[[ Supplied records, beginning ]]
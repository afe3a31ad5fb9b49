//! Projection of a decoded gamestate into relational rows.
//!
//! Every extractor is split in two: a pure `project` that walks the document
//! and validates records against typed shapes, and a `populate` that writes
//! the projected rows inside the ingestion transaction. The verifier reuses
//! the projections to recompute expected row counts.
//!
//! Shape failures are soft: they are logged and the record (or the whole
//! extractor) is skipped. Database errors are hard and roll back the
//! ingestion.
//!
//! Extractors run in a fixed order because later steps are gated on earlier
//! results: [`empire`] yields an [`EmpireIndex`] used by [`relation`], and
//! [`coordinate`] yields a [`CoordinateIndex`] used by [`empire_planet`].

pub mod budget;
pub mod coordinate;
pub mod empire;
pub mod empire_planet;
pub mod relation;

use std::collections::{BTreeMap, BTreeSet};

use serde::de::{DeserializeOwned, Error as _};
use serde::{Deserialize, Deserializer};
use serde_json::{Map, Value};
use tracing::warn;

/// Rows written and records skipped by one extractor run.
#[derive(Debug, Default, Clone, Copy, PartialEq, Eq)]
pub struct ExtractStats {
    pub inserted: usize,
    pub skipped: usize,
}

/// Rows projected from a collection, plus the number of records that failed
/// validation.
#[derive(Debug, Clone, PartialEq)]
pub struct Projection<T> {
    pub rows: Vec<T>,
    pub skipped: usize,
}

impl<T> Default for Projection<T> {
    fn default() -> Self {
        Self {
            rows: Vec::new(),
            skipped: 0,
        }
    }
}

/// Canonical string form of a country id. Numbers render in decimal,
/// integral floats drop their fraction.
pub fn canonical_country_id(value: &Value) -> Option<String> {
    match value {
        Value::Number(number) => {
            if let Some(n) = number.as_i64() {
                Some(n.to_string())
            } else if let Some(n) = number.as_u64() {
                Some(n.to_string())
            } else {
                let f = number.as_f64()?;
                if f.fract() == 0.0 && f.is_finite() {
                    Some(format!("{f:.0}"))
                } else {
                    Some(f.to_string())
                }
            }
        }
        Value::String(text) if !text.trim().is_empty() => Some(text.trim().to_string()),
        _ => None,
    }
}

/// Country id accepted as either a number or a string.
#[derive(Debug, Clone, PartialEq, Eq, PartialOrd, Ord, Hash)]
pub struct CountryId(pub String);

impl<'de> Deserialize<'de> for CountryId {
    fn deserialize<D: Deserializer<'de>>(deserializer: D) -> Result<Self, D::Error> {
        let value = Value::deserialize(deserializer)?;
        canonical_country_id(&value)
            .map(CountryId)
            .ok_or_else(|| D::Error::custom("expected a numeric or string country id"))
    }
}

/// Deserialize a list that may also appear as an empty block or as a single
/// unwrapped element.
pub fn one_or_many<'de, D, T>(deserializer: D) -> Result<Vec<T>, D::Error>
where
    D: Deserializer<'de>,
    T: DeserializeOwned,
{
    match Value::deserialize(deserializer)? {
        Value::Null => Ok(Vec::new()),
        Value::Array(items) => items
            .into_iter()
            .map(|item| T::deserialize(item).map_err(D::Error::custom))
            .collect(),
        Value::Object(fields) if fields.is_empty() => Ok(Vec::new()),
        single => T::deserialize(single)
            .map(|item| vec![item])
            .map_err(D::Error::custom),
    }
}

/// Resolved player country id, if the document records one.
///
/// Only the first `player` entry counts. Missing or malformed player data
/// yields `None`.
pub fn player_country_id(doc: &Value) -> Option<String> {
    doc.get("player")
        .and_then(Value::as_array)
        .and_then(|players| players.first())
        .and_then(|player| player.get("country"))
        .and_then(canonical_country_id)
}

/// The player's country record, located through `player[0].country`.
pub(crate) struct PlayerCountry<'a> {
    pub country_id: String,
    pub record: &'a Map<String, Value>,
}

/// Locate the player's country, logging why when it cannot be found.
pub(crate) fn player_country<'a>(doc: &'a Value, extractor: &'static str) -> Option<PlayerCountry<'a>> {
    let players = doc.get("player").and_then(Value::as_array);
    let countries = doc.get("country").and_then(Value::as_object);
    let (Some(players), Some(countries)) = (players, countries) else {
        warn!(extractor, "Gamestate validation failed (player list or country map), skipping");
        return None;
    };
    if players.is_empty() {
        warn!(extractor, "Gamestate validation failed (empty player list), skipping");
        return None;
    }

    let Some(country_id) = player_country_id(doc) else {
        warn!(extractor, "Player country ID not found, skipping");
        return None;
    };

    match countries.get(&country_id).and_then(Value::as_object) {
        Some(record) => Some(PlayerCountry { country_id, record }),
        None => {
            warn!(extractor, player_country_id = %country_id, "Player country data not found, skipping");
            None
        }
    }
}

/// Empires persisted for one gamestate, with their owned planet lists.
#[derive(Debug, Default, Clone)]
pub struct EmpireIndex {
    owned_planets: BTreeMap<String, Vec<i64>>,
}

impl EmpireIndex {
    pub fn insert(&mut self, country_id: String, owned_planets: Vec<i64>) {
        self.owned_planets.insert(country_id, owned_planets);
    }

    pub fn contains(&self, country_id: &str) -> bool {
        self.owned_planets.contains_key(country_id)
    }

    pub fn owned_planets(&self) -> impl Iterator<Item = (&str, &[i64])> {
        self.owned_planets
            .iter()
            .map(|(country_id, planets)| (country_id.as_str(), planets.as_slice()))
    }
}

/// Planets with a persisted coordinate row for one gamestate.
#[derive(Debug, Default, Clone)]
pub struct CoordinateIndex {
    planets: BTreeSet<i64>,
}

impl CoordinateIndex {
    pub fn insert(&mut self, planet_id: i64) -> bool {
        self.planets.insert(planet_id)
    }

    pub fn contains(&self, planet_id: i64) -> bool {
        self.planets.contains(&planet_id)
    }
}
[[ Supplied records, end ]]
Work request:
From the data above, give every line again exactly as it appears.

The answer:
repository afe3a31ad5fb9b49
//! Projection of a decoded gamestate into relational rows.
//!
//! Every extractor is split in two: a pure `project` that walks the document
//! and validates records against typed shapes, and a `populate` that writes
//! the projected rows inside the ingestion transaction. The verifier reuses
//! the projections to recompute expected row counts.
//!
//! Shape failures are soft: they are logged and the record (or the whole
//! extractor) is skipped. Database errors are hard and roll back the
//! ingestion.
//!
//! Extractors run in a fixed order because later steps are gated on earlier
//! results: [`empire`] yields an [`EmpireIndex`] used by [`relation`], and
//! [`coordinate`] yields a [`CoordinateIndex`] used by [`empire_planet`].

pub mod budget;
pub mod coordinate;
pub mod empire;
pub mod empire_planet;
pub mod relation;

use std::collections::{BTreeMap, BTreeSet};

use serde::de::{DeserializeOwned, Error as _};
use serde::{Deserialize, Deserializer};
use serde_json::{Map, Value};
use tracing::warn;

/// Rows written and records skipped by one extractor run.
#[derive(Debug, Default, Clone, Copy, PartialEq, Eq)]
pub struct ExtractStats {
    pub inserted: usize,
    pub skipped: usize,
}

/// Rows projected from a collection, plus the number of records that failed
/// validation.
#[derive(Debug, Clone, PartialEq)]
pub struct Projection<T> {
    pub rows: Vec<T>,
    pub skipped: usize,
}

impl<T> Default for Projection<T> {
    fn default() -> Self {
        Self {
            rows: Vec::new(),
            skipped: 0,
        }
    }
}

/// Canonical string form of a country id. Numbers render in decimal,
/// integral floats drop their fraction.
pub fn canonical_country_id(value: &Value) -> Option<String> {
    match value {
        Value::Number(number) => {
            if let Some(n) = number.as_i64() {
                Some(n.to_string())
            } else if let Some(n) = number.as_u64() {
                Some(n.to_string())
            } else {
                let f = number.as_f64()?;
                if f.fract() == 0.0 && f.is_finite() {
                    Some(format!("{f:.0}"))
                } else {
                    Some(f.to_string())
                }
            }
        }
        Value::String(text) if !text.trim().is_empty() => Some(text.trim().to_string()),
        _ => None,
    }
}

/// Country id accepted as either a number or a string.
#[derive(Debug, Clone, PartialEq, Eq, PartialOrd, Ord, Hash)]
pub struct CountryId(pub String);

impl<'de> Deserialize<'de> for CountryId {
    fn deserialize<D: Deserializer<'de>>(deserializer: D) -> Result<Self, D::Error> {
        let value = Value::deserialize(deserializer)?;
        canonical_country_id(&value)
            .map(CountryId)
            .ok_or_else(|| D::Error::custom("expected a numeric or string country id"))
    }
}

/// Deserialize a list that may also appear as an empty block or as a single
/// unwrapped element.
pub fn one_or_many<'de, D, T>(deserializer: D) -> Result<Vec<T>, D::Error>
where
    D: Deserializer<'de>,
    T: DeserializeOwned,
{
    match Value::deserialize(deserializer)? {
        Value::Null => Ok(Vec::new()),
        Value::Array(items) => items
            .into_iter()
            .map(|item| T::deserialize(item).map_err(D::Error::custom))
            .collect(),
        Value::Object(fields) if fields.is_empty() => Ok(Vec::new()),
        single => T::deserialize(single)
            .map(|item| vec![item])
            .map_err(D::Error::custom),
    }
}

/// Resolved player country id, if the document records one.
///
/// Only the first `player` entry counts. Missing or malformed player data
/// yields `None`.
pub fn player_country_id(doc: &Value) -> Option<String> {
    doc.get("player")
        .and_then(Value::as_array)
        .and_then(|players| players.first())
        .and_then(|player| player.get("country"))
        .and_then(canonical_country_id)
}

/// The player's country record, located through `player[0].country`.
pub(crate) struct PlayerCountry<'a> {
    pub country_id: String,
    pub record: &'a Map<String, Value>,
}

/// Locate the player's country, logging why when it cannot be found.
pub(crate) fn player_country<'a>(doc: &'a Value, extractor: &'static str) -> Option<PlayerCountry<'a>> {
    let players = doc.get("player").and_then(Value::as_array);
    let countries = doc.get("country").and_then(Value::as_object);
    let (Some(players), Some(countries)) = (players, countries) else {
        warn!(extractor, "Gamestate validation failed (player list or country map), skipping");
        return None;
    };
    if players.is_empty() {
        warn!(extractor, "Gamestate validation failed (empty player list), skipping");
        return None;
    }

    let Some(country_id) = player_country_id(doc) else {
        warn!(extractor, "Player country ID not found, skipping");
        return None;
    };

    match countries.get(&country_id).and_then(Value::as_object) {
        Some(record) => Some(PlayerCountry { country_id, record }),
        None => {
            warn!(extractor, player_country_id = %country_id, "Player country data not found, skipping");
            None
        }
    }
}

/// Empires persisted for one gamestate, with their owned planet lists.
#[derive(Debug, Default, Clone)]
pub struct EmpireIndex {
    owned_planets: BTreeMap<String, Vec<i64>>,
}

impl EmpireIndex {
    pub fn insert(&mut self, country_id: String, owned_planets: Vec<i64>) {
        self.owned_planets.insert(country_id, owned_planets);
    }

    pub fn contains(&self, country_id: &str) -> bool {
        self.owned_planets.contains_key(country_id)
    }

    pub fn owned_planets(&self) -> impl Iterator<Item = (&str, &[i64])> {
        self.owned_planets
            .iter()
            .map(|(country_id, planets)| (country_id.as_str(), planets.as_slice()))
    }
}

/// Planets with a persisted coordinate row for one gamestate.
#[derive(Debug, Default, Clone)]
pub struct CoordinateIndex {
    planets: BTreeSet<i64>,
}

impl CoordinateIndex {
    pub fn insert(&mut self, planet_id: i64) -> bool {
        self.planets.insert(planet_id)
    }

    pub fn contains(&self, planet_id: i64) -> bool {
        self.planets.contains(&planet_id)
    }
}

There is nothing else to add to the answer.